May be the IAC.. Incase you haven't located the IAC yet, it’s on the port side and it’s the unit which sucks in puffs of air. When you cover the air inlet, you should feel suction and notice your motors idle rpm change atleast momentarily. There isn't much to clean on the iac and if it is the issue, likely just need to change it. Wouldn’t waste much time there.

Some other areas I’d check are plugs and plug gaps, and plug wires. I’d thought that was my issue as well but plugs worked even though they were in rough shape. Plugs are fairly easy to pull and need changing or cleaning every so often. To identify if a shorted plug wire, I pulled each plug wire one at a time to see. If the rough idle gets worse, than that’s likely your problem wire or atleast problem cyclinder.
 
Might be worth having the injectors checked, I had a 2005 90hp Johnson that would develop a low speed and intermittent high speed miss . It was being caused by water collecting at the bottom of the fuel rail pitting the adjacent injector nozzle fouling the spray pattern.
 
Maybe not the right place for this question, but somewhat related.
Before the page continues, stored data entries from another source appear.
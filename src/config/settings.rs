use config::{Config, ConfigError, Environment, File};
use serde::{Deserialize, Serialize};

#[derive(Debug, Default, Serialize, Deserialize, Clone, PartialEq)]
pub struct Settings {
    #[serde(default)]
    pub api: ApiSettings,
    #[serde(default)]
    pub sessao: SessaoSettings,
    #[serde(default)]
    pub paginacao: PaginacaoSettings,
}

#[derive(Debug, Serialize, Deserialize, Clone, PartialEq)]
pub struct ApiSettings {
    pub base_url: String,
    pub timeout_seconds: u64,
    pub connect_timeout_seconds: u64,
}

impl Default for ApiSettings {
    fn default() -> Self {
        Self {
            base_url: servicos_api::BASE_URL_PADRAO.to_string(),
            timeout_seconds: 30,
            connect_timeout_seconds: 5,
        }
    }
}

#[derive(Debug, Serialize, Deserialize, Clone, PartialEq)]
pub struct SessaoSettings {
    pub arquivo_token: String,  // Onde o token JWT fica entre execuções
}

impl Default for SessaoSettings {
    fn default() -> Self {
        Self {
            arquivo_token: ".gestao-servicos-token".to_string(),
        }
    }
}

#[derive(Debug, Serialize, Deserialize, Clone, PartialEq)]
pub struct PaginacaoSettings {
    pub itens_por_pagina: usize,
}

impl Default for PaginacaoSettings {
    fn default() -> Self {
        Self { itens_por_pagina: 10 }
    }
}

impl Settings {
    pub fn new() -> Result<Self, ConfigError> {
        let run_mode = std::env::var("RUN_MODE").unwrap_or_else(|_| "development".into());
        Self::carregar(&run_mode, "config")
    }

    /// Monta as configurações a partir de `{diretorio}/default` e `{diretorio}/{run_mode}`
    pub fn carregar(run_mode: &str, diretorio: &str) -> Result<Self, ConfigError> {
        let mut builder = Config::builder()
            // Arquivo de configuração base
            .add_source(File::with_name(&format!("{}/default", diretorio)).required(false))
            // Arquivo específico do ambiente
            .add_source(File::with_name(&format!("{}/{}", diretorio, run_mode)).required(false))
            .add_source(Environment::with_prefix("GESTAO_SERVICOS").separator("__"));

        if let Ok(base_url) = std::env::var("API_BASE_URL") {
            builder = builder.set_override("api.base_url", base_url)?;
        }
        if let Ok(arquivo) = std::env::var("TOKEN_FILE") {
            builder = builder.set_override("sessao.arquivo_token", arquivo)?;
        }

        let s = builder.build()?;

        s.try_deserialize()
    }
}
Anyone use Yamalubes Ring Free product in their fuel? Is this snake oil or does it actually work? I have heard it can really clean out any gummed up residues causing poor performance.
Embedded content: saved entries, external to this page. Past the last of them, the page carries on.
use serde::{Deserialize, Serialize};
use std::fmt;
use std::str::FromStr;

use super::pessoa::PessoaResumo;

/// Status de uma ordem de serviço
#[derive(Debug, Clone, Copy, PartialEq, Eq, Hash, Serialize, Deserialize)]
#[serde(rename_all = "SCREAMING_SNAKE_CASE")]
pub enum StatusOrdem {
    Pendente,
    EmAndamento,
    Concluida,
    Cancelada,
}

impl StatusOrdem {
    pub const TODOS: [StatusOrdem; 4] = [
        StatusOrdem::Pendente,
        StatusOrdem::EmAndamento,
        StatusOrdem::Concluida,
        StatusOrdem::Cancelada,
    ];

    /// Valor exato enviado pelo backend
    pub fn as_str(&self) -> &'static str {
        match self {
            StatusOrdem::Pendente => "PENDENTE",
            StatusOrdem::EmAndamento => "EM_ANDAMENTO",
            StatusOrdem::Concluida => "CONCLUIDA",
            StatusOrdem::Cancelada => "CANCELADA",
        }
    }

    pub fn rotulo(&self) -> &'static str {
        match self {
            StatusOrdem::Pendente => "Pendente",
            StatusOrdem::EmAndamento => "Em andamento",
            StatusOrdem::Concluida => "Concluída",
            StatusOrdem::Cancelada => "Cancelada",
        }
    }
}

impl fmt::Display for StatusOrdem {
    fn fmt(&self, f: &mut fmt::Formatter<'_>) -> fmt::Result {
        f.write_str(self.as_str())
    }
}

impl FromStr for StatusOrdem {
    type Err = String;

    fn from_str(s: &str) -> Result<Self, Self::Err> {
        StatusOrdem::TODOS
            .into_iter()
            .find(|status| status.as_str() == s)
            .ok_or_else(|| format!("Status de ordem desconhecido: {}", s))
    }
}

/// Ordem de serviço como listada no painel da empresa ou do cliente
#[derive(Debug, Clone, PartialEq, Serialize, Deserialize)]
#[serde(rename_all = "camelCase")]
pub struct OrdemServico {
    pub id: i64,
    #[serde(default)]
    pub descricao: Option<String>,
    #[serde(default)]
    pub status: Option<String>,
    #[serde(default)]
    pub custo_estimado: Option<f64>,
    #[serde(default, alias = "dataAbertura", alias = "createdAt")]
    pub data_criacao: Option<String>,
    #[serde(default)]
    pub cliente: Option<PessoaResumo>,
    #[serde(default)]
    pub prestador: Option<PessoaResumo>,
    #[serde(default)]
    pub empresa: Option<PessoaResumo>,
}

/// Ordem embutida em um relatório
#[derive(Debug, Clone, Default, PartialEq, Serialize, Deserialize)]
#[serde(rename_all = "camelCase")]
pub struct OrdemResumo {
    #[serde(default)]
    pub id: Option<i64>,
    #[serde(default)]
    pub descricao: Option<String>,
    #[serde(default)]
    pub status: Option<String>,
    #[serde(default)]
    pub custo_estimado: Option<f64>,
}

#[derive(Debug, Clone, PartialEq, Serialize, Deserialize)]
#[serde(rename_all = "camelCase")]
pub struct NovaOrdemServico {
    pub descricao: String,
    pub custo_estimado: Option<f64>,
    pub cliente_id: i64,
    pub empresa_id: i64,
    #[serde(skip_serializing_if = "Option::is_none")]
    pub prestador_id: Option<i64>,
}

#[derive(Debug, Clone, PartialEq, Serialize, Deserialize)]
pub struct AtualizacaoStatus {
    pub status: String,
}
Guessing this wouldn’t help with this issue above but I noticed some seafoam comments and thought I’d ask about ring free. Thx
We use Ring Free, in an F115, as recommended by Yamaha. It definitely works. We had a rough running motor that 1 bottle fixed. Now we use it regularly.
 
We use Ring Free, in an F115, as recommended by Yamaha. It definitely works. We had a rough running motor that 1 bottle fixed. Now we use it regularly.

Thanks for that. I did end up grabbing a bottle and threw it in my fuel as recommended for the volume of fuel in my tank. Not sure if I can tell the difference, but will likely run it regularly given the reviews I’ve read since posting the question!
 
Looking at buying a new idle air control sensor but that's 150 plus taxes.
can these be cleaned. ? Going on line they appear to be a common consumable.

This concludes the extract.